= Beginning of Section =

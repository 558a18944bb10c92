//! Append-only change log.
//!
//! Every create/update of attendance, overtime, reimbursement, payslip and
//! payroll period leaves one entry. Entries are written inside a savepoint of
//! the caller's transaction, so a failed write can be discarded without
//! aborting the surrounding work when the policy says to ignore it.

use std::{fmt, str::FromStr};

use chrono::Local;
use sea_orm::{ActiveValue::Set, DbErr, TransactionTrait};
use serde::Serialize;
use thiserror::Error;
use tracing::warn;
use uuid::Uuid;

use crate::{entity::audit_log, error::PayrollError, payroll::RequestOrigin, store::AuditStore as _};

/// What to do when an audit entry cannot be written.
#[derive(Debug, Clone, Copy, Default, PartialEq, Eq)]
pub enum AuditFailurePolicy {
    /// Log and carry on with the primary operation.
    #[default]
    Ignore,
    /// Fail (and roll back) the primary operation.
    FailOperation,
}

impl FromStr for AuditFailurePolicy {
    type Err = String;

    fn from_str(s: &str) -> Result<Self, Self::Err> {
        match s.trim().to_ascii_lowercase().as_str() {
            "ignore" => Ok(Self::Ignore),
            "fail-operation" | "fail_operation" => Ok(Self::FailOperation),
            other => Err(format!("unknown audit failure policy `{other}`")),
        }
    }
}

#[derive(Debug, Clone, Copy, PartialEq, Eq)]
pub enum AuditAction {
    Create,
    Update,
}

impl AuditAction {
    pub fn as_str(self) -> &'static str {
        match self {
            AuditAction::Create => "CREATE",
            AuditAction::Update => "UPDATE",
        }
    }
}

#[derive(Debug, Clone, Copy, PartialEq, Eq)]
pub enum AuditedEntity {
    Attendance,
    Overtime,
    Reimbursement,
    Payslip,
    PayrollPeriod,
}

impl fmt::Display for AuditedEntity {
    fn fmt(&self, f: &mut fmt::Formatter<'_>) -> fmt::Result {
        f.write_str(match self {
            AuditedEntity::Attendance => "Attendance",
            AuditedEntity::Overtime => "Overtime",
            AuditedEntity::Reimbursement => "Reimbursement",
            AuditedEntity::Payslip => "Payslip",
            AuditedEntity::PayrollPeriod => "PayrollPeriod",
        })
    }
}

#[derive(Debug, Error)]
pub enum AuditError {
    #[error("unable to snapshot audited value")]
    Snapshot(#[from] serde_json::Error),

    #[error("unable to persist audit entry")]
    Database(#[from] DbErr),
}

/// A single change to record. `old` is `None` for creations.
pub struct AuditEntry<'a, T> {
    pub actor_id: Option<Uuid>,
    pub action: AuditAction,
    pub entity: AuditedEntity,
    pub entity_id: Uuid,
    pub old: Option<&'a T>,
    pub new: &'a T,
}

impl<'a, T> AuditEntry<'a, T> {
    pub fn created(actor_id: Uuid, entity: AuditedEntity, entity_id: Uuid, new: &'a T) -> Self {
        Self {
            actor_id: Some(actor_id),
            action: AuditAction::Create,
            entity,
            entity_id,
            old: None,
            new,
        }
    }

    pub fn updated(actor_id: Uuid, entity: AuditedEntity, entity_id: Uuid, old: &'a T, new: &'a T) -> Self {
        Self {
            actor_id: Some(actor_id),
            action: AuditAction::Update,
            entity,
            entity_id,
            old: Some(old),
            new,
        }
    }
}

#[derive(Debug, Clone, Copy, Default)]
pub struct AuditLog {
    policy: AuditFailurePolicy,
}

impl AuditLog {
    pub fn new(policy: AuditFailurePolicy) -> Self {
        Self { policy }
    }

    pub fn policy(&self) -> AuditFailurePolicy {
        self.policy
    }

    pub async fn record<C, T>(&self, conn: &C, origin: &RequestOrigin, entry: AuditEntry<'_, T>) -> Result<(), PayrollError>
    where
        C: TransactionTrait,
        T: Serialize,
    {
        let action = entry.action;
        let entity = entry.entity;
        let entity_id = entry.entity_id;

        match write(conn, origin, entry).await {
            Ok(()) => Ok(()),
            Err(err) => match self.policy {
                AuditFailurePolicy::Ignore => {
                    warn!(error = %err, action = action.as_str(), %entity, %entity_id, "dropping audit entry");
                    Ok(())
                },
                AuditFailurePolicy::FailOperation => Err(PayrollError::Audit(err)),
            },
        }
    }
}

async fn write<C, T>(conn: &C, origin: &RequestOrigin, entry: AuditEntry<'_, T>) -> Result<(), AuditError>
where
    C: TransactionTrait,
    T: Serialize,
{
    let old_value = entry.old.map(serde_json::to_value).transpose()?;
    let new_value = serde_json::to_value(entry.new)?;

    let model = audit_log::ActiveModel {
        id: Set(Uuid::new_v4()),
        created_at: Set(Local::now().fixed_offset()),
        actor_id: Set(entry.actor_id),
        action: Set(entry.action.as_str().to_owned()),
        entity_name: Set(entry.entity.to_string()),
        entity_id: Set(Some(entry.entity_id)),
        old_value: Set(old_value),
        new_value: Set(Some(new_value)),
        request_id: Set(origin.request_id.clone()),
        ip_address: Set(origin.ip_address.clone()),
    };

    let savepoint = conn.begin().await?;
    match savepoint.append_audit(model).await {
        Ok(_) => savepoint.commit().await?,
        Err(err) => {
            savepoint.rollback().await?;
            return Err(err.into())
        },
    }

    Ok(())
}
use async_trait::async_trait;
use sea_orm::{ActiveModelTrait as _, ConnectionTrait, DbErr};

use crate::entity::audit_log;

#[async_trait]
pub trait AuditStore {
    async fn append_audit(&self, entry: audit_log::ActiveModel) -> Result<audit_log::Model, DbErr>;
}

#[async_trait]
impl<C> AuditStore for C
where
    C: ConnectionTrait,
{
    async fn append_audit(&self, entry: audit_log::ActiveModel) -> Result<audit_log::Model, DbErr> {
        entry.insert(self).await
    }
}
use sea_orm_migration::prelude::*;

pub(crate) fn default_table_statement() -> TableCreateStatement {
    TableCreateStatement::new()
        .if_not_exists()
        .col(ColumnDef::new(DefaultColumn::Id)
            .uuid()
            .primary_key()
            .default(Expr::cust("GEN_RANDOM_UUID()"))
            .take())
        .col(ColumnDef::new(DefaultColumn::CreatedAt)
            .timestamp_with_time_zone()
            .not_null()
            .take())
        .col(ColumnDef::new(DefaultColumn::UpdatedAt)
            .timestamp_with_time_zone()
            .not_null()
            .take())
        .take()
}

#[derive(DeriveIden)]
pub(crate) enum DefaultColumn {
    Id,
    CreatedAt,
    UpdatedAt,
}

/// Default columns plus the actor stamp (`created_by`, `updated_by`,
/// `ip_address`) every user-submitted record carries.
///
/// Must run `setup_user_table_fk` macro on the table afterwards
///
/// # Example
///
/// ```rs
/// manager
///     .create_table(default_user_table_statement()
///         .table(PayrollPeriod::Table)
///         .col(ColumnDef::new(PayrollPeriod::StartDate)
///             .date()
///             .not_null())
///         .take()
///     ).await?;
/// setup_user_table_fk!(manager, PayrollPeriod::Table);
/// ```
pub(crate) fn default_user_table_statement() -> TableCreateStatement {
    default_table_statement()
        .col(ColumnDef::new(DefaultUserColumn::CreatedBy)
            .uuid())
        .col(ColumnDef::new(DefaultUserColumn::UpdatedBy)
            .uuid())
        .col(ColumnDef::new(DefaultUserColumn::IpAddress)
            .text()
            .not_null()
            .default(""))
        .take()
}

#[macro_export]
macro_rules! setup_user_table_fk {
    ($m:expr,$t:expr) => {{
        use crate::util::*;
        use crate::m20250901_000001_payroll_schema::User;

        $m.create_foreign_key(ForeignKeyCreateStatement::new()
                .from($t, DefaultUserColumn::CreatedBy)
                .to(User::Table, DefaultColumn::Id)
                .on_delete(ForeignKeyAction::SetNull)
                .on_update(ForeignKeyAction::Cascade)
                .take()
        ).await?;

        $m.create_foreign_key(ForeignKeyCreateStatement::new()
                .from($t, DefaultUserColumn::UpdatedBy)
                .to(User::Table, DefaultColumn::Id)
                .on_delete(ForeignKeyAction::SetNull)
                .on_update(ForeignKeyAction::Cascade)
                .take()
        ).await?;
    }};
}

#[derive(DeriveIden)]
pub(crate) enum DefaultUserColumn {
    CreatedBy,
    UpdatedBy,
    IpAddress,
}

/// Money columns: `NUMERIC(16, 4)`
pub(crate) fn money<T: IntoIden>(name: T) -> ColumnDef {
    ColumnDef::new(name)
        .decimal_len(16, 4)
        .not_null()
        .take()
}
use async_trait::async_trait;
use sea_orm::{ColumnTrait as _, ConnectionTrait, DbErr, EntityTrait as _, QueryFilter as _, QueryOrder as _};
use uuid::Uuid;

use crate::entity::{employee_profile, prelude::*};

#[async_trait]
pub trait ProfileStore {
    async fn find_profile(&self, employee_id: Uuid) -> Result<Option<employee_profile::Model>, DbErr>;

    /// Ordered by employee id.
    async fn list_profiles(&self) -> Result<Vec<employee_profile::Model>, DbErr>;
}

#[async_trait]
impl<C> ProfileStore for C
where
    C: ConnectionTrait,
{
    async fn find_profile(&self, employee_id: Uuid) -> Result<Option<employee_profile::Model>, DbErr> {
        EmployeeProfile::find()
            .filter(employee_profile::Column::EmployeeId.eq(employee_id))
            .one(self).await
    }

    async fn list_profiles(&self) -> Result<Vec<employee_profile::Model>, DbErr> {
        EmployeeProfile::find()
            .order_by_asc(employee_profile::Column::EmployeeId)
            .all(self).await
    }
}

= End of Section =

* _Problem requirements_: From the entries above, print the lines beginning at the one with "pub fn as_str(self)" and stopping after the one with "to persist audit", exactly as written and with nothing else.

* _Answer to the problem_:
    pub fn as_str(self) -> &'static str {
        match self {
            AuditAction::Create => "CREATE",
            AuditAction::Update => "UPDATE",
        }
    }
}

#[derive(Debug, Clone, Copy, PartialEq, Eq)]
pub enum AuditedEntity {
    Attendance,
    Overtime,
    Reimbursement,
    Payslip,
    PayrollPeriod,
}

impl fmt::Display for AuditedEntity {
    fn fmt(&self, f: &mut fmt::Formatter<'_>) -> fmt::Result {
        f.write_str(match self {
            AuditedEntity::Attendance => "Attendance",
            AuditedEntity::Overtime => "Overtime",
            AuditedEntity::Reimbursement => "Reimbursement",
            AuditedEntity::Payslip => "Payslip",
            AuditedEntity::PayrollPeriod => "PayrollPeriod",
        })
    }
}

#[derive(Debug, Error)]
pub enum AuditError {
    #[error("unable to snapshot audited value")]
    Snapshot(#[from] serde_json::Error),

    #[error("unable to persist audit entry")]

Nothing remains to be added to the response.